The old woman joined her, and the two of them were soon deep in conversation. Among many other things, the old woman told the Princess that she understood all manner of magic arts, and that she could foretell the future, and knew the healing powers of herbs and plants.
“I shall be forever grateful, old mother,” said the Princess, “if you will tell me what is the matter with my husband. Why is he a Pig by day and a man by night?”
“I was just going to tell you that very thing, my dear, just to show you what a good fortune-teller I am. He’s under an enchantment, of course. If you like, I will give you a charm to break the spell.”
“If you only will,” sighed the Princess. “I will give you anything in return, for I cannot bear to see my poor husband like this.”
“Here, then, my dear child,” said the old woman, with a curious gleam in her eye. “Take this thread, but don’t say anything to your husband, for if you did, it would lose its healing power. Once he is asleep, get up very quietly and fasten the thread round his left foot. In the morning, you will see no pig beside you, but the beautiful young man.”

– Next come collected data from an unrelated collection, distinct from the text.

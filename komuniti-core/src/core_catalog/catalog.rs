//! Catalog repository
//!
//! The engine never owns mutable content. Implementations are seeded once
//! at startup and hand out the same ordered sequences on every call.

use super::channel::{ChannelKind, ChannelTemplate};
use super::content::{AudienceRule, ContentItem, Priority};
use thiserror::Error;

/// Read-only repository of content items and channel templates.
///
/// Both sequences are ordered and stable across calls. Mutation (e.g.
/// marking an item read) is an external concern applied to a copy.
pub trait ContentCatalog: Send + Sync {
    /// Every content item, in catalog order.
    fn items(&self) -> &[ContentItem];

    /// Every fixed channel template, in display order: the community-wide
    /// channel first, interest channels after.
    fn templates(&self) -> &[ChannelTemplate];
}

/// Catalog construction errors.
#[derive(Debug, Error)]
pub enum CatalogError {
    #[error("duplicate content item id: {0}")]
    DuplicateItemId(String),

    #[error("duplicate channel template id: {0}")]
    DuplicateTemplateId(String),
}

/// In-memory catalog backed by fixed sequences.
#[derive(Debug, Clone, Default)]
pub struct StaticCatalog {
    items: Vec<ContentItem>,
    templates: Vec<ChannelTemplate>,
}

impl StaticCatalog {
    /// Build a catalog from externally supplied data, rejecting duplicate
    /// ids in either table.
    pub fn new(
        items: Vec<ContentItem>,
        templates: Vec<ChannelTemplate>,
    ) -> Result<Self, CatalogError> {
        for (i, item) in items.iter().enumerate() {
            if items[i + 1..].iter().any(|other| other.id == item.id) {
                return Err(CatalogError::DuplicateItemId(item.id.clone()));
            }
        }
        for (i, template) in templates.iter().enumerate() {
            if templates[i + 1..].iter().any(|other| other.id == template.id) {
                return Err(CatalogError::DuplicateTemplateId(template.id.clone()));
            }
        }
        Ok(StaticCatalog { items, templates })
    }

    /// The built-in seed shipped with the portal.
    pub fn seeded() -> Self {
        StaticCatalog {
            items: seed_items(),
            templates: seed_templates(),
        }
    }
}

impl ContentCatalog for StaticCatalog {
    fn items(&self) -> &[ContentItem] {
        &self.items
    }

    fn templates(&self) -> &[ChannelTemplate] {
        &self.templates
    }
}

fn seed_items() -> Vec<ContentItem> {
    vec![
        ContentItem::new(
            "1",
            "General Announcement",
            "Dear Komuniti members, we are excited to announce that the theme for \
             Majlis Anugerah Dirhajayu 2025 is Forevermore: A Twilight Ball!",
            AudienceRule::General,
        )
        .with_timestamp("2 hours ago")
        .with_author("Komuniti Admin")
        .with_engagement(24, 8)
        .with_priority(Priority::High),
        ContentItem::new(
            "2",
            "MARA Scholars",
            "Greetings everyone! On August 26th, the Deputy Director General of MARA \
             wants to meet 40 MARA students.",
            AudienceRule::ScholarshipTargeted("MARA".to_owned()),
        )
        .with_timestamp("4 hours ago")
        .with_author("MARA Coordinator")
        .with_engagement(15, 12)
        .with_priority(Priority::High),
        ContentItem::new(
            "3",
            "Yonsei University - Academic Calendar Update",
            "Important update for Yonsei students: The final exam schedule has been \
             revised. Please check your student portal for updated dates.",
            AudienceRule::InstitutionTargeted("Yonsei".to_owned()),
        )
        .with_timestamp("6 hours ago")
        .with_author("Yonsei Student Rep")
        .with_engagement(8, 3)
        .mark_read(),
        ContentItem::new(
            "4",
            "Korean Language Exchange Program",
            "Join our weekly Korean-Malay language exchange sessions every Saturday \
             at 2 PM. Great opportunity to practice and make new friends!",
            AudienceRule::General,
        )
        .with_timestamp("1 day ago")
        .with_author("Language Committee")
        .with_engagement(32, 18)
        .mark_read(),
        ContentItem::new(
            "5",
            "MARA Scholarship Renewal Reminder",
            "MARA scholars, please submit your scholarship renewal documents by \
             September 15th. Late submissions will not be accepted.",
            AudienceRule::ScholarshipTargeted("MARA".to_owned()),
        )
        .with_timestamp("2 days ago")
        .with_author("MARA Admin")
        .with_engagement(19, 7)
        .with_priority(Priority::High),
        ContentItem::new(
            "6",
            "Seoul National University - Library Hours Extended",
            "SNU students: The central library will now be open 24/7 during exam \
             period (Nov 20 - Dec 15). Student ID required for after-hours access.",
            AudienceRule::InstitutionTargeted("SNU".to_owned()),
        )
        .with_timestamp("3 days ago")
        .with_author("SNU Student Council")
        .with_engagement(12, 4)
        .with_priority(Priority::Low)
        .mark_read(),
    ]
}

fn seed_templates() -> Vec<ChannelTemplate> {
    vec![
        ChannelTemplate::new("komuniti-official", "Komuniti Official Group", ChannelKind::Official)
            .with_description("Official announcements and community updates")
            .with_preview("Welcome to the official Komuniti community!"),
        ChannelTemplate::new("korean-language", "Korean Language Exchange", ChannelKind::Interest)
            .with_description("Practice Korean with fellow students")
            .with_preview("오늘 스터디 어땠어요? How was today's study?"),
        ChannelTemplate::new("casual-chat", "Casual Hangout", ChannelKind::Interest)
            .with_description("Casual conversations and daily life")
            .with_preview("Anyone tried the new cafe near Hongdae?"),
    ]
}

#[cfg(test)]
mod tests {
    use super::*;

    #[test]
    fn test_seeded_catalog_shape() {
        let catalog = StaticCatalog::seeded();
        assert_eq!(catalog.items().len(), 6);
        assert_eq!(catalog.templates().len(), 3);
    }

    #[test]
    fn test_seeded_official_channel_is_first_template() {
        let catalog = StaticCatalog::seeded();
        assert_eq!(catalog.templates()[0].kind, ChannelKind::Official);
        assert_eq!(catalog.templates()[0].id, "komuniti-official");
    }

    #[test]
    fn test_seeded_items_are_stable_across_calls() {
        let catalog = StaticCatalog::seeded();
        let first: Vec<&str> = catalog.items().iter().map(|i| i.id.as_str()).collect();
        let second: Vec<&str> = catalog.items().iter().map(|i| i.id.as_str()).collect();
        assert_eq!(first, second);
    }

    #[test]
    fn test_new_rejects_duplicate_item_ids() {
        let items = vec![
            ContentItem::new("1", "A", "a", AudienceRule::General),
            ContentItem::new("1", "B", "b", AudienceRule::General),
        ];
        let result = StaticCatalog::new(items, Vec::new());
        assert!(matches!(result, Err(CatalogError::DuplicateItemId(id)) if id == "1"));
    }

    #[test]
    fn test_new_rejects_duplicate_template_ids() {
        let templates = vec![
            ChannelTemplate::new("x", "X", ChannelKind::Interest),
            ChannelTemplate::new("x", "Y", ChannelKind::Interest),
        ];
        let result = StaticCatalog::new(Vec::new(), templates);
        assert!(matches!(result, Err(CatalogError::DuplicateTemplateId(id)) if id == "x"));
    }

    #[test]
    fn test_new_accepts_seed_data() {
        let catalog = StaticCatalog::seeded();
        let rebuilt = StaticCatalog::new(catalog.items().to_vec(), catalog.templates().to_vec());
        assert!(rebuilt.is_ok());
    }
}
//! Member identity and membership derivation
//!
//! A verified [`Member`] profile arrives from the external identity
//! collaborator; the resolver derives the [`MembershipSet`] that profile
//! implies from an ordered, inspectable rule table.

mod member;
mod membership;
mod resolver;

pub use member::Member;
pub use membership::MembershipSet;
pub use resolver::{MatchRule, MembershipRule, MembershipRules, BASELINE_BATCH};
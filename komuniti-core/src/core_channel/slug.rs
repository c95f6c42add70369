//! URL-safe channel id slugs

/// Lowercase `name`, collapsing every run of separator characters into a
/// single dash. Runs at either edge still produce a dash, matching the
/// channel ids the portal has always generated.
fn collapse_to_dash(name: &str, separator: impl Fn(char) -> bool) -> String {
    let lower = name.to_lowercase();
    let mut slug = String::with_capacity(lower.len());
    let mut in_run = false;
    for ch in lower.chars() {
        if separator(ch) {
            if !in_run {
                slug.push('-');
                in_run = true;
            }
        } else {
            slug.push(ch);
            in_run = false;
        }
    }
    slug
}

/// Slug for club names: whitespace runs become single dashes.
pub fn club_slug(name: &str) -> String {
    collapse_to_dash(name, char::is_whitespace)
}

/// Slug for event names: colons count as separators too, so
/// "Hackathon: Hacktopus" becomes "hackathon-hacktopus".
pub fn event_slug(name: &str) -> String {
    collapse_to_dash(name, |ch| ch.is_whitespace() || ch == ':')
}
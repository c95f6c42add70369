//! Member profile supplied by the identity collaborator

use serde::{Deserialize, Serialize};

/// A verified member profile.
///
/// Produced by the external identity collaborator after credential checks;
/// the engine only consumes this shape and treats it as immutable for the
/// duration of a session. Absent attributes never match a targeted
/// audience rule.
#[derive(Debug, Clone, PartialEq, Eq, Serialize, Deserialize)]
pub struct Member {
    /// Stable member identifier (the login id)
    pub id: String,

    /// Name shown in the portal
    pub display_name: String,

    /// Scholarship provider, if the member holds one
    pub scholarship_provider: Option<String>,

    /// Institution the member is enrolled at
    pub institution: Option<String>,
}

impl Member {
    /// Create a profile with no scholarship or institution attributes.
    pub fn new(id: impl Into<String>, display_name: impl Into<String>) -> Self {
        Member {
            id: id.into(),
            display_name: display_name.into(),
            scholarship_provider: None,
            institution: None,
        }
    }

    /// Set the scholarship provider
    pub fn with_scholarship(mut self, provider: impl Into<String>) -> Self {
        self.scholarship_provider = Some(provider.into());
        self
    }

    /// Set the institution
    pub fn with_institution(mut self, institution: impl Into<String>) -> Self {
        self.institution = Some(institution.into());
        self
    }
}

#[cfg(test)]
mod tests {
    use super::*;

    #[test]
    fn test_new_member_has_no_attributes() {
        let member = Member::new("K0042", "Nor Azlina");
        assert_eq!(member.id, "K0042");
        assert_eq!(member.display_name, "Nor Azlina");
        assert_eq!(member.scholarship_provider, None);
        assert_eq!(member.institution, None);
    }

    #[test]
    fn test_builder_sets_attributes() {
        let member = Member::new("K0042", "Nor Azlina")
            .with_scholarship("MARA")
            .with_institution("SNU");
        assert_eq!(member.scholarship_provider.as_deref(), Some("MARA"));
        assert_eq!(member.institution.as_deref(), Some("SNU"));
    }
}
//! Derived membership set
//!
//! Recomputed deterministically from a member identifier on every login;
//! never persisted and never mutated in place, only replaced wholesale.

use serde::{Deserialize, Serialize};

/// Group memberships a member identifier implies.
///
/// Clubs and events behave as ordered sets: insertion order is preserved
/// (it becomes channel display order) and duplicates are rejected.
#[derive(Debug, Clone, PartialEq, Eq, Serialize, Deserialize)]
pub struct MembershipSet {
    /// Batch (intake) year
    pub batch_year: String,

    clubs: Vec<String>,
    events: Vec<String>,

    /// Institution carried over from the member profile so the channel
    /// resolver consumes a single value. One institution per member.
    pub institution: Option<String>,
}

impl MembershipSet {
    /// Empty membership for the given batch year.
    pub fn new(batch_year: impl Into<String>) -> Self {
        MembershipSet {
            batch_year: batch_year.into(),
            clubs: Vec::new(),
            events: Vec::new(),
            institution: None,
        }
    }

    /// Carry the profile institution alongside the id-derived memberships.
    pub fn with_institution(mut self, institution: Option<String>) -> Self {
        self.institution = institution;
        self
    }

    /// Append a club membership unless already present.
    pub fn add_club(&mut self, club: &str) {
        if !self.clubs.iter().any(|c| c == club) {
            self.clubs.push(club.to_owned());
        }
    }

    /// Append an event registration unless already present.
    pub fn add_event(&mut self, event: &str) {
        if !self.events.iter().any(|e| e == event) {
            self.events.push(event.to_owned());
        }
    }

    /// Club memberships in insertion order.
    pub fn clubs(&self) -> &[String] {
        &self.clubs
    }

    /// Event registrations in insertion order.
    pub fn events(&self) -> &[String] {
        &self.events
    }

    pub fn has_club(&self, club: &str) -> bool {
        self.clubs.iter().any(|c| c == club)
    }

    pub fn has_event(&self, event: &str) -> bool {
        self.events.iter().any(|e| e == event)
    }
}
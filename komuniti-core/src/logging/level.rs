//! Log level definitions

use super::error::LoggingError;
use std::fmt;
use std::str::FromStr;

/// Severity threshold for emitted log events
#[derive(Debug, Clone, Copy, PartialEq, Eq, PartialOrd, Ord, Default)]
pub enum LogLevel {
    Trace,
    Debug,
    #[default]
    Info,
    Warn,
    Error,
}

impl LogLevel {
    /// Directive string understood by the env filter
    pub fn as_str(&self) -> &'static str {
        match self {
            LogLevel::Trace => "trace",
            LogLevel::Debug => "debug",
            LogLevel::Info => "info",
            LogLevel::Warn => "warn",
            LogLevel::Error => "error",
        }
    }
}

impl FromStr for LogLevel {
    type Err = LoggingError;

    fn from_str(s: &str) -> Result<Self, Self::Err> {
        match s.to_lowercase().as_str() {
            "trace" => Ok(LogLevel::Trace),
            "debug" => Ok(LogLevel::Debug),
            "info" => Ok(LogLevel::Info),
            "warn" | "warning" => Ok(LogLevel::Warn),
            "error" => Ok(LogLevel::Error),
            other => Err(LoggingError::InvalidLevel(other.to_owned())),
        }
    }
}

impl fmt::Display for LogLevel {
    fn fmt(&self, f: &mut fmt::Formatter<'_>) -> fmt::Result {
        write!(f, "{}", self.as_str())
    }
}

“And I need no reward. I shall be repaid by knowing that you are happy, for it breaks my heart to think of all you have suffered, and I only wish I had known it sooner, as I should have come to your rescue at once.”
After the old woman had gone away into the forest, the Princess hid the thread very carefully. That night, she got up quietly, and with a beating heart she bound the thread round her husband’s foot. Just as she was pulling it tight, the thread broke with a crack, for it was rotten to the core.
Her husband awoke with a start. He looked at her in the moonlight that streamed through the open window.  “Unhappy woman!” he cried. “What have you done? Three more days and this cursed spell would have fallen from me. Now, who knows how long I may have to go about in the shape of a pig?”
“I am leaving you at once, and we shall never meet again: not until you have worn out three pairs of iron shoes and blunted a steel staff in your search for me.” And so saying, he fled the house and disappeared into the forest.